Wednesday, March 08, 2006

de tarde, nós somos azuis e tudo bem

quase todos nós trabalhamos, mas poucos gostam mesmo disso. isso tem menos a ver com vontade de não fazer nada do que com a aparente impossibilidade de nos sustentarmos fazendo alguma coisa que nós gostamos. As vezes pode ser porque não temos os meios de atingir o glamour que a arte precisa, as vezes porque achamos que não vale a pena, as vezes porque não dá tempo, as vezes porque ainda não inventaram o que a gente gostaria de fazer. e ok. talvez a sequela também não ajude muito. eu sei do que estamos falando. quase todos nós trabalhamos, de um jeito ou de outro. nem que seja cuidando da casa e dos irmãos mais novos. por isso, de segunda a sexta, não podemos nos ver de tarde. ou não todos, ou quase nunca, ou muito pouco. Mas há uma rede de comunicações, por email, telefone, telepatia, mensagens, recados passados por telefone para alguém que por acaso estava do lado do amigo, de passagem, no intervalo, entre uma entrega e outra, entre uma azucrinação vespertina e cinco minutos de tédio, a uma, as tres, ou as cinco, quando der fome ou vômito ou nada de bom na televisão ou uma pilha de burocracia impossível, a gente nunca se vê de tarde durante a semana, mas de um jeito ou de outro estamos todos lá. nas tardes de segunda a sexta, os grupos mais próximos são diferentes; as presenças se alternam, as vezes não temos tanto tempo, eu sou sempre tão presente enquanto aguento. de tarde é que a gente vai construindo o castelinho de formigas pros dias de bonança. devagar, devagar, cuidamos de nos cuidar; uns dos outros, passinhos pequenos começam a correr maior na quinta-feira.
por aqui, o fim de semana é o indulto. e a gente se esforça por passar pedacinhos de papel por entre as celas durante a prisão.
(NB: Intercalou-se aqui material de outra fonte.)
impl TransformOptions {
    /// Short name used in log lines.
    pub fn kind(&self) -> &'static str {
        match self {
            TransformOptions::Merge => "merge",
            TransformOptions::Split { .. } => "split",
            TransformOptions::RemovePages(_) => "remove_pages",
            TransformOptions::Organize { .. } => "organize",
            TransformOptions::Crop { .. } => "crop",
            TransformOptions::Watermark(_) => "watermark",
            TransformOptions::Compress { .. } => "compress",
            TransformOptions::Lock(_) => "lock",
            TransformOptions::Unlock { .. } => "unlock",
            TransformOptions::Metadata(_) => "metadata",
            TransformOptions::ExtractImages { .. } => "extract_images",
            TransformOptions::RasterizeToFiles { .. } => "rasterize_to_files",
            TransformOptions::AddPageNumbers(_) => "add_page_numbers",
            TransformOptions::ConvertToOffice { .. } => "convert_to_office",
        }
    }

    /// Check every page selector and numeric bound against a document of `page_count` pages.
    pub fn validate(&self, page_count: u32) -> Result<(), TransformError> {
        let bad = |msg: String| Err(TransformError::InvalidOptions(msg));
        match self {
            TransformOptions::Merge
            | TransformOptions::Metadata(_)
            | TransformOptions::ConvertToOffice { .. } => Ok(()),
            TransformOptions::AddPageNumbers(options) => {
                if options.font_size < 1 {
                    return bad("font size must be at least 1".to_string());
                }
                if options.start_page < 1 || options.start_page > page_count {
                    return bad(format!(
                        "start page {} is out of range (1-{page_count})",
                        options.start_page
                    ));
                }
                Ok(())
            }
            TransformOptions::Split { method } => match method {
                SplitMethod::Ranges(ranges) if ranges.is_empty() => {
                    bad("split needs at least one range".to_string())
                }
                SplitMethod::Ranges(ranges) => parse_ranges(ranges, page_count),
                SplitMethod::AtPages(pages) if pages.is_empty() => {
                    bad("split needs at least one split page".to_string())
                }
                SplitMethod::AtPages(pages) => match pages.iter().find(|&&p| p < 1 || p >= page_count) {
                    Some(page) => bad(format!(
                        "split page {page} must be between 1 and {}",
                        page_count.saturating_sub(1)
                    )),
                    None => Ok(()),
                },
                SplitMethod::Interval(0) => bad("split interval must be at least 1".to_string()),
                SplitMethod::Interval(_) => Ok(()),
            },
            TransformOptions::RemovePages(options) => {
                let removed = options.selected(page_count)?;
                if removed.is_empty() {
                    bad("no pages selected for removal".to_string())
                } else if removed.len() as u32 >= page_count {
                    bad("cannot remove every page".to_string())
                } else {
                    Ok(())
                }
            }
            TransformOptions::Organize { order } => {
                if order.is_empty() {
                    return bad("page order is empty".to_string());
                }
                for instruction in order {
                    if instruction.page < 1 || instruction.page > page_count {
                        return bad(format!(
                            "page {} is out of range (1-{page_count})",
                            instruction.page
                        ));
                    }
                    if !matches!(instruction.rotation, 0 | 90 | 180 | 270) {
                        return bad(format!("unsupported rotation {}", instruction.rotation));
                    }
                }
                Ok(())
            }
            TransformOptions::Crop {
                left,
                top,
                right,
                bottom,
                ranges,
            } => {
                if [left, top, right, bottom]
                    .iter()
                    .any(|m| !m.is_finite() || **m < 0.0)
                {
                    return bad("crop margins must be non-negative".to_string());
                }
                parse_ranges(ranges, page_count)
            }
            TransformOptions::Watermark(options) => {
                if options.text.trim().is_empty() {
                    return bad("watermark text is empty".to_string());
                }
                if options.opacity > 100 {
                    return bad(format!("opacity {} exceeds 100", options.opacity));
                }
                parse_ranges(&options.ranges, page_count)
            }
            TransformOptions::Compress { quality } => {
                if (1..=100).contains(quality) {
                    Ok(())
                } else {
                    bad(format!("quality {quality} must be between 1 and 100"))
                }
            }
            TransformOptions::Lock(options) => {
                if options.open_password.is_empty() {
                    return bad("open password is required".to_string());
                }
                if !matches!(options.encryption_level, 128 | 256) {
                    return bad(format!(
                        "encryption level {} must be 128 or 256",
                        options.encryption_level
                    ));
                }
                Ok(())
            }
            TransformOptions::Unlock { password } if password.is_empty() => {
                bad("password is required".to_string())
            }
            TransformOptions::Unlock { .. } => Ok(()),
            TransformOptions::ExtractImages { ranges } => parse_ranges(ranges, page_count),
            TransformOptions::RasterizeToFiles { scale, ranges } => {
                if !scale.is_finite() || *scale <= 0.0 {
                    return bad(format!("scale must be a positive number, got {scale}"));
                }
                parse_ranges(ranges, page_count)
            }
        }
    }
}
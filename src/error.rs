//! Error types for pageview_core.

use thiserror::Error;

use crate::session::SessionState;
use crate::slot::SlotState;

/// Error types for viewer operations.
#[derive(Error, Debug)]
pub enum ViewerError {
    #[error("Failed to open document: {0}")]
    DocumentOpenError(String),

    #[error("Page index out of range: index={index}, page_count={page_count}")]
    OutOfRange { index: u32, page_count: u32 },

    #[error("Invalid slot transition for page {index}: {current:?} -> {target:?}")]
    InvalidTransition {
        index: u32,
        current: SlotState,
        target: SlotState,
    },

    #[error("Session cannot be opened from state {0:?}")]
    SessionState(SessionState),

    #[error("Invalid configuration: {0}")]
    ConfigError(String),

    #[error("Failed to build render pool: {0}")]
    ThreadPoolError(#[from] rayon::ThreadPoolBuildError),

    #[error("IO error: {0}")]
    IoError(#[from] std::io::Error),

    #[error("JSON parse error: {0}")]
    JsonError(#[from] serde_json::Error),
}

/// Rasterization failure for a single page.
///
/// Never propagated out of the render pipeline: the failed slot keeps it for display.
#[derive(Error, Debug, Clone, PartialEq, Eq)]
#[error("Failed to render page {page}: {reason}")]
pub struct RenderError {
    pub page: u32,
    pub reason: String,
}

impl RenderError {
    pub fn new(page: u32, reason: impl Into<String>) -> Self {
        Self {
            page,
            reason: reason.into(),
        }
    }
}

/// Result type alias for viewer operations.
pub type ViewerResult<T> = Result<T, ViewerError>;
//! Distance-based release of rendered pages.

use tracing::debug;

use crate::error::ViewerResult;
use crate::slot::{SlotPhase, SlotRegistry, SlotState};
use crate::window::VisibleWindow;

/// Eviction counters.
#[derive(Debug, Clone, Copy, Default, PartialEq, Eq)]
pub struct EvictionStats {
    pub evicted: u64,
    pub bytes_released: u64,
}

/// Releases artifacts of pages that scrolled out of range.
///
/// The only component allowed to move a slot from `Rendered` back to `Empty`.
#[derive(Debug, Default)]
pub struct EvictionPolicy {
    stats: EvictionStats,
}

impl EvictionPolicy {
    pub fn new() -> Self {
        Self::default()
    }

    /// Evict a rendered page unless it lies inside `window`.
    ///
    /// Returns whether an artifact was released. `Empty`, `Rendering` and `Failed`
    /// slots are left alone.
    pub fn evict(
        &mut self,
        registry: &mut SlotRegistry,
        index: u32,
        window: Option<&VisibleWindow>,
    ) -> ViewerResult<bool> {
        if window.is_some_and(|w| w.contains(index)) {
            return Ok(false);
        }
        self.release(registry, index)
    }

    /// Evict a rendered page regardless of visibility. Used during teardown.
    pub fn evict_for_teardown(&mut self, registry: &mut SlotRegistry, index: u32) -> ViewerResult<bool> {
        self.release(registry, index)
    }

    fn release(&mut self, registry: &mut SlotRegistry, index: u32) -> ViewerResult<bool> {
        if registry.get(index)?.state() != SlotState::Rendered {
            return Ok(false);
        }

        let previous = registry.transition(index, &[SlotState::Rendered], SlotPhase::Empty)?;
        if let SlotPhase::Rendered(artifact) = previous {
            let bytes = artifact.size_bytes();
            drop(artifact);
            self.stats.evicted += 1;
            self.stats.bytes_released += bytes as u64;
            debug!(page = index, bytes, "evicted page");
        }
        Ok(true)
    }

    pub fn stats(&self) -> EvictionStats {
        self.stats
    }
}
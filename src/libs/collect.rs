//! Interactive collection of entry content.
//!
//! Each collector drives a [`LinePrompt`] until the user types one of the
//! terminators (`done` or `end`, any case) and returns the rendered markdown.

use super::assessment::{AssessmentTable, Category};
use super::error::LogbookError;
use super::messages::Message;
use super::prompt::LinePrompt;
use super::table::MarkdownTable;
use anyhow::Result;

pub const TERMINATORS: [&str; 2] = ["done", "end"];

/// True for `done` and `end`, ignoring case and surrounding whitespace.
pub fn is_terminator(value: &str) -> bool {
    let value = value.trim().to_lowercase();
    TERMINATORS.contains(&value.as_str())
}

/// Collects table rows one cell at a time.
///
/// Each cell is asked for as `"{header} {hint}"`. A terminator in any cell
/// ends collection and drops the row that was being entered. `hints` shorter
/// than `headers` is padded with empty hints.
pub fn freeform_table(prompt: &mut dyn LinePrompt, headers: &[&str], hints: &[&str]) -> Result<String> {
    prompt.notify(&Message::TableEntryHint);

    let mut table = MarkdownTable::new(headers.iter().copied());
    'rows: loop {
        let mut row = Vec::with_capacity(headers.len());
        for (i, header) in headers.iter().enumerate() {
            let hint = hints.get(i).copied().unwrap_or_default();
            let value = prompt.read_line(&Message::PromptTableCell(header.to_string(), hint.to_string()))?;
            if is_terminator(&value) {
                break 'rows;
            }
            row.push(value.trim().to_string());
        }
        table.push_row(row);
    }

    tracing::debug!(rows = table.rows().len(), "freeform table collected");
    Ok(table.render())
}

/// Asks for a 1 to 5 position for both categories and renders the grid.
///
/// Invalid answers are reported and asked again, without an attempt limit.
pub fn assessment_table(prompt: &mut dyn LinePrompt) -> Result<String> {
    let mut table = AssessmentTable::new();
    for category in Category::ALL {
        loop {
            let answer = prompt.read_line(&Message::PromptPosition(category.label().to_string()))?;
            match table.mark_input(category, &answer) {
                Ok(()) => break,
                Err(LogbookError::NotANumber(_)) => prompt.warn(&Message::PositionNotANumber),
                Err(LogbookError::PositionOutOfRange(_)) => prompt.warn(&Message::PositionOutOfRange),
                Err(e) => return Err(e.into()),
            }
        }
    }
    Ok(table.render())
}

/// Collects bullet lines for one section.
///
/// Blank lines are skipped. Lines are joined with `"\n- "`, so the result
/// continues a bullet list when the caller puts it after a leading marker.
pub fn multiline(prompt: &mut dyn LinePrompt, label: &str) -> Result<String> {
    prompt.notify(&Message::MultilineHint(label.to_string()));

    let mut lines = Vec::new();
    loop {
        let line = prompt.read_line(&Message::PromptMultilineLine)?;
        let line = line.trim();
        if is_terminator(line) {
            break;
        }
        if !line.is_empty() {
            lines.push(line.to_string());
        }
    }
    Ok(lines.join("\n- "))
}
use logbook::commands::Cli;
use logbook::msg_error;
use std::process::ExitCode;
use tracing_subscriber::{layer::SubscriberExt, util::SubscriberInitExt, EnvFilter};

fn main() -> ExitCode {
    tracing_subscriber::registry()
        .with(tracing_subscriber::fmt::layer())
        .with(EnvFilter::from_default_env())
        .init();

    // A missing template ends up here as well and must exit non-zero.
    if let Err(e) = Cli::menu() {
        msg_error!(e);
        return ExitCode::FAILURE;
    }
    ExitCode::SUCCESS
}
//! Core library modules of the logbook generator.
//!
//! - **Rendering**: `template`, `table`, `assessment`
//! - **Interview**: `prompt`, `collect`
//! - **Entry**: `week`, `logbook`
//! - **Infrastructure**: `config`, `data_storage`, `error`, `messages`
//!
//! ```rust
//! use logbook::libs::template::{substitute, Replacements};
//!
//! let text = substitute("Title", &[("Title", "Sprint 1")].into_iter().collect::<Replacements>());
//! assert_eq!(text, "Sprint 1");
//! ```

pub mod assessment;
pub mod collect;
pub mod config;
pub mod data_storage;
pub mod error;
pub mod logbook;
pub mod messages;
pub mod prompt;
pub mod table;
pub mod template;
pub mod week;
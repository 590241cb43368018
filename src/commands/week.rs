use crate::{
    libs::{
        config::Config,
        logbook::LogbookContext,
        messages::Message,
        week::parse_date,
    },
    msg_print,
};
use anyhow::Result;
use chrono::Local;
use clap::Args;

#[derive(Debug, Args)]
pub struct WeekArgs {
    /// Any day of the week, as YYYY-MM-DD (defaults to today)
    #[arg(short, long)]
    date: Option<String>,
}

pub fn cmd(args: WeekArgs) -> Result<()> {
    let now = Local::now().naive_local();
    let now = match args.date {
        Some(date) => parse_date(&date)?.and_time(now.time()),
        None => now,
    };
    let ctx = LogbookContext::new(&Config::read()?, now);

    msg_print!(Message::WeekRange(ctx.week.start_formatted(), ctx.week.end_formatted()));
    msg_print!(Message::EntryFile(ctx.output_path().display().to_string()));
    Ok(())
}
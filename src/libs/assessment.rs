//! The self-assessment grid.
//!
//! The grid has a header row, two marker rows and a row of smileys between
//! them. Each marker row holds a single arrow that points at one of the five
//! smileys:
//!
//! ```text
//! Selbsteinschätzung
//! Qualität des Eintrags                 .           :arrow_double_down:  .           .
//!                                       :laughing:  :smiley:             ...
//! Effektivität in der Berichtsperiode   .           .                    .           :arrow_double_up:
//! ```
//!
//! All rows are normalized to the seven columns of the header row.

use super::error::LogbookError;
use super::table::MarkdownTable;

pub const COLUMNS: usize = 7;
pub const POSITIONS: std::ops::RangeInclusive<i64> = 1..=5;

pub const TITLE: &str = "Selbsteinschätzung";
pub const SMILEYS: [&str; 5] = [":laughing:", ":smiley:", ":neutral_face:", ":worried:", ":tired_face:"];

const SMILEY_ROW: usize = 2;

/// A rated aspect of the week, one per marker row.
#[derive(Debug, Clone, Copy, PartialEq, Eq)]
pub enum Category {
    Quality,
    Effectiveness,
}

impl Category {
    pub const ALL: [Category; 2] = [Category::Quality, Category::Effectiveness];

    pub fn label(&self) -> &'static str {
        match self {
            Category::Quality => "Qualität des Eintrags",
            Category::Effectiveness => "Effektivität in der Berichtsperiode",
        }
    }

    pub fn row(&self) -> usize {
        match self {
            Category::Quality => 1,
            Category::Effectiveness => 3,
        }
    }

    pub fn marker(&self) -> &'static str {
        match self {
            Category::Quality => ":arrow_double_down:",
            Category::Effectiveness => ":arrow_double_up:",
        }
    }
}

#[derive(Debug, Clone, PartialEq)]
pub struct AssessmentTable {
    grid: [[String; COLUMNS]; 4],
}

impl Default for AssessmentTable {
    fn default() -> Self {
        Self::new()
    }
}

impl AssessmentTable {
    pub fn new() -> Self {
        let mut grid: [[String; COLUMNS]; 4] = Default::default();
        grid[0][0] = TITLE.to_string();
        for category in Category::ALL {
            grid[category.row()][0] = category.label().to_string();
        }
        for (i, smiley) in SMILEYS.iter().enumerate() {
            grid[SMILEY_ROW][i + 1] = smiley.to_string();
        }
        Self { grid }
    }

    /// Places the category's marker at `position` (1 to 5).
    ///
    /// Any marker previously set in the row is cleared.
    pub fn mark(&mut self, category: Category, position: i64) -> Result<(), LogbookError> {
        if !POSITIONS.contains(&position) {
            return Err(LogbookError::PositionOutOfRange(position));
        }
        let row = &mut self.grid[category.row()];
        for cell in row.iter_mut().skip(1) {
            cell.clear();
        }
        row[position as usize] = category.marker().to_string();
        Ok(())
    }

    /// Parses raw user input and marks the row with it.
    pub fn mark_input(&mut self, category: Category, input: &str) -> Result<(), LogbookError> {
        let position = input.trim().parse::<i64>().map_err(|_| LogbookError::NotANumber(input.trim().to_string()))?;
        self.mark(category, position)
    }

    /// The marked position of a category, if any.
    pub fn position(&self, category: Category) -> Option<usize> {
        self.grid[category.row()].iter().skip(1).position(|cell| !cell.is_empty()).map(|i| i + 1)
    }

    pub fn row(&self, category: Category) -> &[String] {
        &self.grid[category.row()]
    }

    pub fn to_table(&self) -> MarkdownTable {
        MarkdownTable::from_rows(self.grid.iter().map(|row| row.to_vec()).collect())
    }

    pub fn render(&self) -> String {
        self.to_table().render()
    }
}
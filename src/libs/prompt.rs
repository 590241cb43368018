//! Line-oriented console collaborators.
//!
//! Everything the entry builder asks or tells the user goes through
//! [`LinePrompt`]. The terminal implementation wraps `dialoguer`; the scripted
//! one replays canned answers, which lets the whole interview run in tests.

use super::error::LogbookError;
use super::messages::Message;
use crate::{msg_error, msg_print, msg_warning};
use anyhow::Result;
use dialoguer::{theme::ColorfulTheme, Confirm, Input};
use std::collections::VecDeque;

pub trait LinePrompt {
    /// Asks for one line of text. Empty answers are allowed.
    fn read_line(&mut self, prompt: &Message) -> Result<String>;

    /// Asks a yes/no question. Only `y` (any case, surrounding whitespace
    /// ignored) counts as yes.
    fn confirm(&mut self, prompt: &Message) -> Result<bool> {
        Ok(self.read_line(prompt)?.trim().eq_ignore_ascii_case("y"))
    }

    /// Shows a status line.
    fn notify(&mut self, message: &Message);

    /// Shows a line about input that has to be entered again.
    fn warn(&mut self, message: &Message);

    /// Reports a failure the run recovers from.
    fn error(&mut self, message: &Message);
}

/// Interactive terminal prompt.
pub struct ConsolePrompt {
    theme: ColorfulTheme,
}

impl ConsolePrompt {
    pub fn new() -> Self {
        Self {
            theme: ColorfulTheme::default(),
        }
    }
}

impl Default for ConsolePrompt {
    fn default() -> Self {
        Self::new()
    }
}

impl LinePrompt for ConsolePrompt {
    fn read_line(&mut self, prompt: &Message) -> Result<String> {
        let line: String = Input::with_theme(&self.theme)
            .with_prompt(prompt.to_string())
            .allow_empty(true)
            .interact_text()?;
        Ok(line)
    }

    fn confirm(&mut self, prompt: &Message) -> Result<bool> {
        Ok(Confirm::with_theme(&self.theme).with_prompt(prompt.to_string()).default(false).interact()?)
    }

    fn notify(&mut self, message: &Message) {
        msg_print!(message);
    }

    fn warn(&mut self, message: &Message) {
        msg_warning!(message);
    }

    fn error(&mut self, message: &Message) {
        msg_error!(message);
    }
}

/// Replays a fixed list of answers and records everything shown.
#[derive(Debug, Default)]
pub struct ScriptedPrompt {
    answers: VecDeque<String>,
    prompts: Vec<Message>,
    notices: Vec<Message>,
    warnings: Vec<Message>,
    errors: Vec<Message>,
}

impl ScriptedPrompt {
    pub fn new<I, S>(answers: I) -> Self
    where
        I: IntoIterator<Item = S>,
        S: Into<String>,
    {
        Self {
            answers: answers.into_iter().map(Into::into).collect(),
            ..Self::default()
        }
    }

    /// Prompts asked so far, in order.
    pub fn prompts(&self) -> &[Message] {
        &self.prompts
    }

    pub fn notices(&self) -> &[Message] {
        &self.notices
    }

    pub fn warnings(&self) -> &[Message] {
        &self.warnings
    }

    pub fn errors(&self) -> &[Message] {
        &self.errors
    }

    /// Answers that were never consumed.
    pub fn remaining(&self) -> usize {
        self.answers.len()
    }
}

impl LinePrompt for ScriptedPrompt {
    fn read_line(&mut self, prompt: &Message) -> Result<String> {
        self.prompts.push(prompt.clone());
        self.answers.pop_front().ok_or_else(|| LogbookError::InputExhausted.into())
    }

    fn notify(&mut self, message: &Message) {
        self.notices.push(message.clone());
    }

    fn warn(&mut self, message: &Message) {
        self.warnings.push(message.clone());
    }

    fn error(&mut self, message: &Message) {
        self.errors.push(message.clone());
    }
}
e no meio desses buraquinhos, não só nas frestas das paredes, mas também nos espaços entre as palavras que nos mandamos, é que estão guardadas as coordenadas pra além das estepes. quando os fugitivos montam o acampamento, eles já sabem exatamente que dança, como, quando e com quem dançar. ainda que isso aconteça por conta do caos.